Clairo – Sling (Republic Records / Universal)

Claire Cottril (Clairo) es otra de las jóvenes cantautoras que utilizan la música como vehículo para articular un discurso se me antoja sanador, casi redentor, pero no en un sentido espiritual. Tanto en su primer disco Immunity (2019) como en este precioso Sling (Republic, 2021) la de Massachusetts rememora aspectos de su pasado (algunas veces) traumático, los efectos perniciosos de la fama, la sexualizacion del cuerpo femenino entre otros temas, para ir hilvanando un poderoso diario de bitácora. Bedroom pop confesional y descarnado.

Acompañada en este caso por el productor de moda, Jack Antonoff-que-estás-en-los-cielos, Clairo ha madurado como artista, y lo deja claro de forma notoria en unas canciones que se regodean en la nostalgia con sonidos envolventes, candorosos, y que acarician al oyente. Para conseguir este efecto balsámico, Clairo y Antonoff (coautores de la mayoría de los temas) se metieron en un estudio ubicado en el pico de una montaña a las afueras de Nueva York en el otoño del pasado año. La joven artista había pasado parte del confinamiento en Atlanta junto a su familia, y las charlas con su madre sirvieron como señuelo para replantearse muchos aspectos de su vida.
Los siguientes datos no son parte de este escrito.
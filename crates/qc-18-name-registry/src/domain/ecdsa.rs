//! # ECDSA Recovery (secp256k1)
//!
//! Recovers the account that produced a 65-byte `r || s || v` signature.
//!
//! ## Security Notes
//!
//! - **Malleability Prevention (EIP-2)**: S must be STRICTLY LESS THAN the half order
//! - **Scalar Range Validation**: R and S must be in [1, n-1]
//! - **Constant-Time Comparisons**: scalar bounds use `subtle`

use crate::domain::value_objects::{Address, Hash};
use crate::errors::SignatureError;
use k256::ecdsa::{RecoveryId, Signature, VerifyingKey};
use sha3::{Digest, Keccak256};
use subtle::{Choice, ConstantTimeEq};

/// Length of a standard recoverable signature.
pub const SIGNATURE_LEN: usize = 65;

/// secp256k1 curve order n
const SECP256K1_ORDER: [u8; 32] = [
    0xFF, 0xFF, 0xFF, 0xFF, 0xFF, 0xFF, 0xFF, 0xFF, 0xFF, 0xFF, 0xFF, 0xFF, 0xFF, 0xFF, 0xFF, 0xFE,
    0xBA, 0xAE, 0xDC, 0xE6, 0xAF, 0x48, 0xA0, 0x3B, 0xBF, 0xD2, 0x5E, 0x8C, 0xD0, 0x36, 0x41, 0x41,
];

/// n/2, the largest S a non-malleable signature may carry is one below this.
const SECP256K1_HALF_ORDER: [u8; 32] = [
    0x7F, 0xFF, 0xFF, 0xFF, 0xFF, 0xFF, 0xFF, 0xFF, 0xFF, 0xFF, 0xFF, 0xFF, 0xFF, 0xFF, 0xFF, 0xFF,
    0x5D, 0x57, 0x6E, 0x73, 0x57, 0xA4, 0x50, 0x1D, 0xDF, 0xE9, 0x2F, 0x46, 0x68, 0x1B, 0x20, 0xA0,
];

/// Keccak256 hash function.
#[must_use]
pub fn keccak256(data: &[u8]) -> Hash {
    let mut hash = [0u8; 32];
    hash.copy_from_slice(&Keccak256::digest(data));
    Hash::new(hash)
}

/// Derive the account address from a public key.
#[must_use]
pub fn address_from_pubkey(public_key: &VerifyingKey) -> Address {
    let pubkey_bytes = public_key.to_encoded_point(false);

    // Keccak256 of the key without the 0x04 prefix, last 20 bytes
    let hash = keccak256(&pubkey_bytes.as_bytes()[1..]);
    let mut address = [0u8; 20];
    address.copy_from_slice(&hash.0[12..]);
    Address::new(address)
}

/// Recover the signer of `message_hash` from a 65-byte `r || s || v` signature.
///
/// Rejects wrong lengths, out-of-range scalars, high S and bad recovery IDs.
pub fn recover_address(message_hash: &Hash, signature: &[u8]) -> Result<Address, SignatureError> {
    use zeroize::Zeroize;

    if signature.len() != SIGNATURE_LEN {
        return Err(SignatureError::InvalidFormat);
    }

    let mut r = [0u8; 32];
    let mut s = [0u8; 32];
    r.copy_from_slice(&signature[..32]);
    s.copy_from_slice(&signature[32..64]);

    if !is_valid_scalar(&r) || !is_valid_scalar(&s) {
        return Err(SignatureError::InvalidFormat);
    }
    if !is_low_s(&s) {
        return Err(SignatureError::MalleableSignature);
    }

    let recovery_id = parse_recovery_id(signature[64])?;

    let mut sig_bytes = [0u8; 64];
    sig_bytes.copy_from_slice(&signature[..64]);
    let parsed = Signature::from_slice(&sig_bytes);
    sig_bytes.zeroize();
    let sig = parsed.map_err(|_| SignatureError::InvalidFormat)?;

    let recovered_key = VerifyingKey::recover_from_prehash(message_hash.as_bytes(), &sig, recovery_id)
        .map_err(|_| SignatureError::RecoveryFailed)?;

    Ok(address_from_pubkey(&recovered_key))
}

/// Check that S is in the lower half of the curve order (EIP-2).
fn is_low_s(s: &[u8; 32]) -> bool {
    ct_less_than(s, &SECP256K1_HALF_ORDER)
}

/// Check that a scalar is in [1, n-1].
fn is_valid_scalar(scalar: &[u8; 32]) -> bool {
    let mut is_zero = Choice::from(1u8);
    for &byte in scalar {
        is_zero &= byte.ct_eq(&0u8);
    }
    ct_less_than(scalar, &SECP256K1_ORDER) && !bool::from(is_zero)
}

/// Constant-time big-endian `a < b`.
fn ct_less_than(a: &[u8; 32], b: &[u8; 32]) -> bool {
    let mut less = Choice::from(0u8);
    let mut greater = Choice::from(0u8);

    for i in 0..32 {
        let not_decided = !(less | greater);
        less |= not_decided & Choice::from(u8::from(a[i] < b[i]));
        greater |= not_decided & Choice::from(u8::from(a[i] > b[i]));
    }

    less.into()
}

/// Parse recovery ID from v value.
///
/// Valid v values: 0, 1, 27, 28
fn parse_recovery_id(v: u8) -> Result<RecoveryId, SignatureError> {
    let id = match v {
        0 | 27 => 0,
        1 | 28 => 1,
        _ => return Err(SignatureError::InvalidRecoveryId(v)),
    };

    RecoveryId::try_from(id).map_err(|_| SignatureError::InvalidRecoveryId(v))
}

/// Invert S value: s' = n - s
#[must_use]
pub fn invert_s(s: &[u8; 32]) -> [u8; 32] {
    let mut result = [0u8; 32];
    let mut borrow: i32 = 0;

    for i in (0..32).rev() {
        let diff = i32::from(SECP256K1_ORDER[i]) - i32::from(s[i]) - borrow;
        if diff < 0 {
            result[i] = (diff + 256) as u8;
            borrow = 1;
        } else {
            result[i] = diff as u8;
            borrow = 0;
        }
    }

    result
}

// =============================================================================
// TEST HELPERS
// =============================================================================

/// Deterministic signing for tests and off-line tooling.
#[cfg(any(test, feature = "test-utils"))]
pub mod test_helpers {
    use super::*;
    use k256::ecdsa::SigningKey;

    /// A deterministic key derived from a one-byte seed.
    ///
    /// # Panics
    /// Panics if `seed` is zero.
    #[must_use]
    pub fn signing_key(seed: u8) -> SigningKey {
        let mut bytes = [0u8; 32];
        bytes[31] = seed;
        bytes[0] = 0x11;
        SigningKey::from_slice(&bytes).expect("seed produces a valid scalar")
    }

    /// Address controlled by `key`.
    #[must_use]
    pub fn address_of(key: &SigningKey) -> Address {
        address_from_pubkey(key.verifying_key())
    }

    /// Sign a message hash, producing a low-S 65-byte signature with v in {27, 28}.
    #[must_use]
    pub fn sign(message_hash: &Hash, key: &SigningKey) -> Vec<u8> {
        let (sig, recid) = key
            .sign_prehash_recoverable(message_hash.as_bytes())
            .expect("signing failed");

        let sig_bytes = sig.to_bytes();
        let mut r = [0u8; 32];
        let mut s = [0u8; 32];
        r.copy_from_slice(&sig_bytes[..32]);
        s.copy_from_slice(&sig_bytes[32..]);

        // Normalize S to low value (EIP-2), flipping parity if inverted
        let (s, v) = if is_low_s(&s) {
            (s, recid.to_byte() + 27)
        } else {
            (invert_s(&s), if recid.to_byte() == 0 { 28 } else { 27 })
        };

        let mut out = Vec::with_capacity(SIGNATURE_LEN);
        out.extend_from_slice(&r);
        out.extend_from_slice(&s);
        out.push(v);
        out
    }
}

// =============================================================================
// UNIT TESTS
// =============================================================================
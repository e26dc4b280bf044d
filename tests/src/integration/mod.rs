//! # Integration Tests
//!
//! Registry flows driven through `NameRegistryApi` with in-memory adapters.

pub mod fixtures;

mod batch;
mod flows;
Eso, y el hacerse cargo de una perra a la que cogió en adopción, Joanie, que aparece en la dulce portada del disco.

Lap steels, arreglos de cuerda, Moog, Mellotron, flautas, clarinetes…un arsenal de instrumentación al servicio de armonías embriagadoras que acolchan unas letras, en ocaciones, crispadas, y en otras reveladoras de una mente que aún se debate en cómo gestionar las dudas existenciales que aparecen a su edad.
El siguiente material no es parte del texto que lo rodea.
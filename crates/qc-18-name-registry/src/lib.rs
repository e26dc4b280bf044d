//! # QC-18 Name Registry - Namespaced Naming Subsystem
//!
//! **Subsystem ID:** 18
//!
//! ## Purpose
//!
//! Maps human-readable names (`label.namespace`) to account addresses and
//! back. Anyone may create a namespace for a fee; namespace creators price
//! the names in it and sponsor names for recipients who sign their consent.
//! Every retained payment is split between a burn sink, the namespace
//! creator and the registry owner.
//!
//! ## Domain Invariants
//!
//! | Invariant | Enforcement Location |
//! |-----------|---------------------|
//! | One name per address, one owner per name | `domain/state.rs` - `Journal::has_name()`, `Journal::is_name_taken()` |
//! | Fee split reconciles exactly | `domain/fees.rs` - `split_fee()` |
//! | Namespace fields immutable | `domain/state.rs` - no update path |
//! | Failed calls leave no trace | `service.rs` - `commit()` |
//! | Custody equals pending fees | `domain/invariants.rs` - `check_custody()` |
//!
//! ## Components
//!
//! | Component | Location | Purpose |
//! |-----------|----------|---------|
//! | Validation | `domain/validation.rs` | Label/key syntax, price rules |
//! | Fees | `domain/fees.rs` | Burn / creator / owner split |
//! | Names | `domain/names.rs` | Full-name parsing and rendering |
//! | Authorization | `domain/authorization.rs` | Typed-data digest, ECDSA or contract-wallet consent |
//! | Store | `domain/state.rs` | Namespace and name tables, staged journal |
//! | Service | `service.rs` | `NameRegistryApi` implementation |
//!
//! ## Outbound Dependencies
//!
//! | Trait | Purpose |
//! |-------|---------|
//! | `TimeSource` | Exclusivity and onboarding windows |
//! | `ValueLedger` | Refunds, fee claims, burn forwarding |
//! | `ContractWallets` | Delegated signature validation |
//! | `EventSink` | Committed events |
//!
//! ## Usage Example
//!
//! ```ignore
//! use qc_18_name_registry::prelude::*;
//!
//! registry.create_namespace(CallContext::new(alice, fee), "abc", price, false)?;
//! registry.register_name(CallContext::new(alice, price), "alice", "abc")?;
//! assert_eq!(registry.get_address_by_full_name("alice.abc"), alice);
//! assert_eq!(registry.get_name(alice), "alice.abc");
//! ```

// Crate-level lints
#![warn(missing_docs)]
#![warn(clippy::all)]
#![warn(clippy::pedantic)]
#![allow(clippy::module_name_repetitions)]
#![allow(clippy::similar_names)]

// =============================================================================
// MODULES
// =============================================================================

pub mod adapters;
pub mod config;
pub mod domain;
pub mod errors;
pub mod events;
pub mod ports;
pub mod service;

// =============================================================================
// PRELUDE
// =============================================================================

/// Convenient re-exports for common usage.
pub mod prelude {
    // Domain entities
    pub use crate::domain::entities::{
        BatchOutcome, EntryOutcome, NameKey, Namespace, Payout, RegistryChange, SkipReason,
        TransferReason,
    };

    // Value objects
    pub use crate::domain::value_objects::{milli_units, Address, CallContext, Hash, Timestamp, U256};

    // Domain services
    pub use crate::domain::authorization::{AuthorizationPath, SigningDomain, CONTRACT_WALLET_MAGIC};
    pub use crate::domain::fees::{split_fee, FeeContext, FeeSplit};
    pub use crate::domain::names::{parse_full_name, render_name};
    pub use crate::domain::validation::{
        check_price, is_price_valid, is_valid_label_or_namespace, PriceRule,
    };

    // Invariants
    pub use crate::domain::invariants::{
        check_all_invariants, InvariantCheckResult, InvariantViolation,
    };

    // Ports
    pub use crate::ports::inbound::NameRegistryApi;
    pub use crate::ports::outbound::{
        ContractWallets, EventSink, NoopEventSink, SystemTimeSource, TimeSource, ValueLedger,
    };

    // Events
    pub use crate::events::{topics, RegistryEvent};

    // Errors
    pub use crate::errors::{ConfigError, ErrorClass, RegistryError, SignatureError, TransferError};

    // Config
    pub use crate::config::RegistryConfig;

    // Adapters
    pub use crate::adapters::{EventLog, InMemoryContractWallets, InMemoryLedger, ManualTimeSource};

    // Service
    pub use crate::service::{InMemoryRegistry, NameRegistryService, RegistryStats};
}

// =============================================================================
// CRATE INFO
// =============================================================================

/// Crate version.
pub const VERSION: &str = env!("CARGO_PKG_VERSION");

/// Subsystem ID.
pub const SUBSYSTEM_ID: u8 = 18;

/// Subsystem name.
pub const SUBSYSTEM_NAME: &str = "Name Registry";

// =============================================================================
// TESTS
// =============================================================================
La belleza hecha disco es este Sling: “Bambi” la envuelve una suave neblina y una lap steel parece quebrar el silencio. Un tema que versa sobre la dificultad de lidiar con los intereses de las compañías disqueras (“I’m stepping inside a universo designed against my own beliefs”) canta Clairo con ecos a Karen Carpenter. Los asideros a la época Laurel Canyon son recurrentes, así que uno puede deleitarse con “Partridge” (muy Joni Mitchell era Hejira), “Blouse” (junto a Lorde, y con la sombra alargada de Simon & Garfunkel), o “Harbor”.

Los sonidos se esparcen reptando por muros de sonido ingrávidos, y de esta forma, dar la sensación de que tengamos en el salón de casa a Big Thief cantándonos “Just For Today”, o a Carole King dedicándole a la perrita Joanie una pieza instrumental. Todo en estas canciones es entrañable, de una fisicidad que abruma. La Generación Z no para de dar frutos.